◆ **TASK STATEMENT**
How many lines of the data hold the word "parent"? State the number and nothing else.
───── MATERIAL FOR THE TASK
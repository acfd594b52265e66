//! Module reference resolution and restore.
//!
//! A [`ModuleDispatcher`] routes `module` declarations to the
//! [`ModuleRegistry`] owning their scheme (`br:` OCI artifacts, `ts:` template
//! specs, bare relative paths for local files). Validation turns raw text into
//! a [`ModuleReference`] or a diagnostic; restore fetches remote content into
//! the local [`ModuleCache`] and reports one result per reference.
//!
//! ```no_run
//! # async fn run(file: &bramble_module_syntax::SourceFile) -> Result<(), bramble_module_registry::ProviderError> {
//! use bramble_module_registry::{DefaultRegistryProvider, ModuleDispatcher, RegistryConfig};
//! use tokio_util::sync::CancellationToken;
//!
//! let provider = DefaultRegistryProvider::from_config(&RegistryConfig::default())?;
//! let dispatcher = ModuleDispatcher::new(&provider);
//! let valid: Vec<_> = file
//! 	.declarations()
//! 	.iter()
//! 	.filter(|m| dispatcher.validate_module_reference(m).is_ok())
//! 	.collect();
//! let summary = dispatcher.restore_modules(valid, &CancellationToken::new()).await;
//! assert!(summary.is_success());
//! # Ok(())
//! # }
//! ```

pub mod backends;
mod batch;
pub mod cache;
pub mod config;
mod dispatcher;
mod provider;
mod reference;
mod registry;
mod restore;
pub mod source;

pub use batch::FetchSettings;
pub use cache::ModuleCache;
pub use config::{ConfigError, RegistryConfig};
pub use dispatcher::{ModuleAvailability, ModuleDispatcher, NOT_VALIDATED_MESSAGE};
pub use provider::{DefaultRegistryProvider, ProviderError, RegistryProvider};
pub use reference::{ModuleReference, ReferencePayload};
pub use registry::ModuleRegistry;
pub use restore::{RestoreFailure, RestoreFailureKind, RestoreOutcome, RestoreResult, RestoreResults, RestoreSummary};
pub use source::{ContentSource, FetchError, MirrorSource};
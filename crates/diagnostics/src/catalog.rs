//! Stable diagnostic codes of the module resolution layer.
//!
//! Codes and message texts are part of the public contract: tooling matches on
//! them, so existing entries must not change.

use crate::DiagnosticBuilder;

/// Characters rejected anywhere in a local module path.
pub const FORBIDDEN_PATH_CHARS: &[char] = &['\\', ':', '*', '?', '"', '<', '>', '|'];

/// Characters rejected as the last character of a local module path.
pub const FORBIDDEN_PATH_TERMINATORS: &[char] = &['.', ' ', '/'];

/// Maximum length of an OCI tag.
pub const MAX_TAG_LENGTH: usize = 128;

/// Maximum length of an OCI registry host or repository path.
pub const MAX_REGISTRY_LENGTH: usize = 255;
pub const MAX_REPOSITORY_LENGTH: usize = 255;

fn join_chars(chars: &[char]) -> String {
	chars.iter().map(|c| format!("\"{c}\"")).collect::<Vec<_>>().join(", ")
}

fn invalid_oci(reference: &str, clause: &str) -> String {
	format!("The specified OCI artifact reference \"{reference}\" is not valid. {clause}")
}

fn invalid_template_spec(reference: &str, clause: &str) -> String {
	format!("The specified template spec reference \"{reference}\" is not valid. {clause}")
}

pub fn invalid_path_characters() -> DiagnosticBuilder {
	DiagnosticBuilder::error(
		"BCP085",
		format!(
			"The specified file path contains one or more invalid path characters. The following are not permitted: {}.",
			join_chars(FORBIDDEN_PATH_CHARS)
		),
	)
}

pub fn invalid_path_terminator() -> DiagnosticBuilder {
	DiagnosticBuilder::error(
		"BCP086",
		format!(
			"The specified file path ends with an invalid character. The following are not permitted: {}.",
			join_chars(FORBIDDEN_PATH_TERMINATORS)
		),
	)
}

pub fn empty_path() -> DiagnosticBuilder {
	DiagnosticBuilder::error("BCP087", "The specified file path is empty.")
}

pub fn path_must_be_relative(path: &str) -> DiagnosticBuilder {
	DiagnosticBuilder::error("BCP088", format!("The specified file path \"{path}\" must be relative."))
}

pub fn path_not_resolvable(path: &str, parent: &str) -> DiagnosticBuilder {
	DiagnosticBuilder::error(
		"BCP093",
		format!("File path \"{path}\" could not be resolved relative to \"{parent}\"."),
	)
}

/// Emitted when no configured registry owns the reference's scheme.
pub fn modules_not_supported() -> DiagnosticBuilder {
	DiagnosticBuilder::error("BCP189", "Module references are not supported in this context.")
}

pub fn module_requires_restore(reference: &str) -> DiagnosticBuilder {
	DiagnosticBuilder::error(
		"BCP190",
		format!("The module with reference \"{reference}\" has not been restored."),
	)
}

pub fn module_restore_failed(reference: &str, detail: &str) -> DiagnosticBuilder {
	DiagnosticBuilder::error(
		"BCP192",
		format!("Unable to restore the module with reference \"{reference}\": {detail}"),
	)
}

pub fn invalid_oci_reference(reference: &str) -> DiagnosticBuilder {
	DiagnosticBuilder::error(
		"BCP193",
		format!(
			"\"{reference}\" is not a valid OCI artifact reference. Specify a reference in the format of \"br:<artifact-uri>:<tag>\" or \"br/<module-alias>:<module-name-or-path>:<tag>\"."
		),
	)
}

pub fn invalid_oci_path_segment(reference: &str, segment: &str) -> DiagnosticBuilder {
	DiagnosticBuilder::error(
		"BCP195",
		invalid_oci(
			reference,
			&format!(
				"The artifact path segment \"{segment}\" is not valid. Each artifact name path segment must be a lowercase alphanumeric string optionally separated by a \".\", \"_\", or \"-\"."
			),
		),
	)
}

pub fn missing_oci_tag_or_digest(reference: &str) -> DiagnosticBuilder {
	DiagnosticBuilder::error("BCP196", invalid_oci(reference, "The module tag or digest is missing."))
}

pub fn oci_tag_too_long(reference: &str, tag: &str) -> DiagnosticBuilder {
	DiagnosticBuilder::error(
		"BCP197",
		invalid_oci(
			reference,
			&format!("The tag \"{tag}\" exceeds the maximum length of {MAX_TAG_LENGTH} characters."),
		),
	)
}

pub fn invalid_oci_tag(reference: &str, tag: &str) -> DiagnosticBuilder {
	DiagnosticBuilder::error(
		"BCP198",
		invalid_oci(
			reference,
			&format!(
				"The tag \"{tag}\" is not valid. Valid characters are alphanumeric, \".\", \"_\", or \"-\" but the tag cannot begin with \".\", \"_\", or \"-\"."
			),
		),
	)
}

pub fn oci_repository_too_long(reference: &str, repository: &str) -> DiagnosticBuilder {
	DiagnosticBuilder::error(
		"BCP199",
		invalid_oci(
			reference,
			&format!("Module path \"{repository}\" exceeds maximum length of {MAX_REPOSITORY_LENGTH} characters."),
		),
	)
}

pub fn oci_registry_too_long(reference: &str, registry: &str) -> DiagnosticBuilder {
	DiagnosticBuilder::error(
		"BCP200",
		invalid_oci(
			reference,
			&format!("The registry \"{registry}\" exceeds the maximum length of {MAX_REGISTRY_LENGTH} characters."),
		),
	)
}

pub fn invalid_oci_registry(reference: &str, registry: &str) -> DiagnosticBuilder {
	DiagnosticBuilder::error(
		"BCP201",
		invalid_oci(reference, &format!("The registry \"{registry}\" is not a valid host name.")),
	)
}

pub fn unknown_module_alias(alias: &str, scheme: &str) -> DiagnosticBuilder {
	DiagnosticBuilder::error(
		"BCP213",
		format!("The module alias \"{alias}\" does not exist in the {scheme} configuration."),
	)
}

pub fn invalid_oci_digest(reference: &str, digest: &str) -> DiagnosticBuilder {
	DiagnosticBuilder::error(
		"BCP224",
		invalid_oci(
			reference,
			&format!(
				"The digest \"{digest}\" is not valid. The valid format is a string \"sha256:\" followed by exactly 64 lowercase hexadecimal digits."
			),
		),
	)
}

pub fn invalid_template_spec_reference(reference: &str) -> DiagnosticBuilder {
	DiagnosticBuilder::error(
		"BCP218",
		format!(
			"\"{reference}\" is not a valid template spec reference. Specify a reference in the format of \"ts:<subscription-ID>/<resource-group-name>/<template-spec-name>:<version>\" or \"ts/<module-alias>:<template-spec-name>:<version>\"."
		),
	)
}

pub fn invalid_template_spec_subscription(reference: &str, subscription: &str) -> DiagnosticBuilder {
	DiagnosticBuilder::error(
		"BCP219",
		invalid_template_spec(
			reference,
			&format!("The subscription ID \"{subscription}\" is not a GUID."),
		),
	)
}

pub fn invalid_template_spec_resource_group(reference: &str, resource_group: &str) -> DiagnosticBuilder {
	DiagnosticBuilder::error(
		"BCP220",
		invalid_template_spec(
			reference,
			&format!(
				"The resource group name \"{resource_group}\" exceeds the maximum length of 90 characters, contains invalid characters, or ends with \".\"."
			),
		),
	)
}

pub fn invalid_template_spec_name(reference: &str, name: &str) -> DiagnosticBuilder {
	DiagnosticBuilder::error(
		"BCP221",
		invalid_template_spec(
			reference,
			&format!("The template spec name \"{name}\" exceeds the maximum length of 90 characters, contains invalid characters or ends with a period."),
		),
	)
}

pub fn invalid_template_spec_version(reference: &str, version: &str) -> DiagnosticBuilder {
	DiagnosticBuilder::error(
		"BCP222",
		invalid_template_spec(
			reference,
			&format!("The template spec version \"{version}\" exceeds the maximum length of 90 characters, contains invalid characters or ends with a period."),
		),
	)
}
──────────
◆ **ANSWER SPACE**
2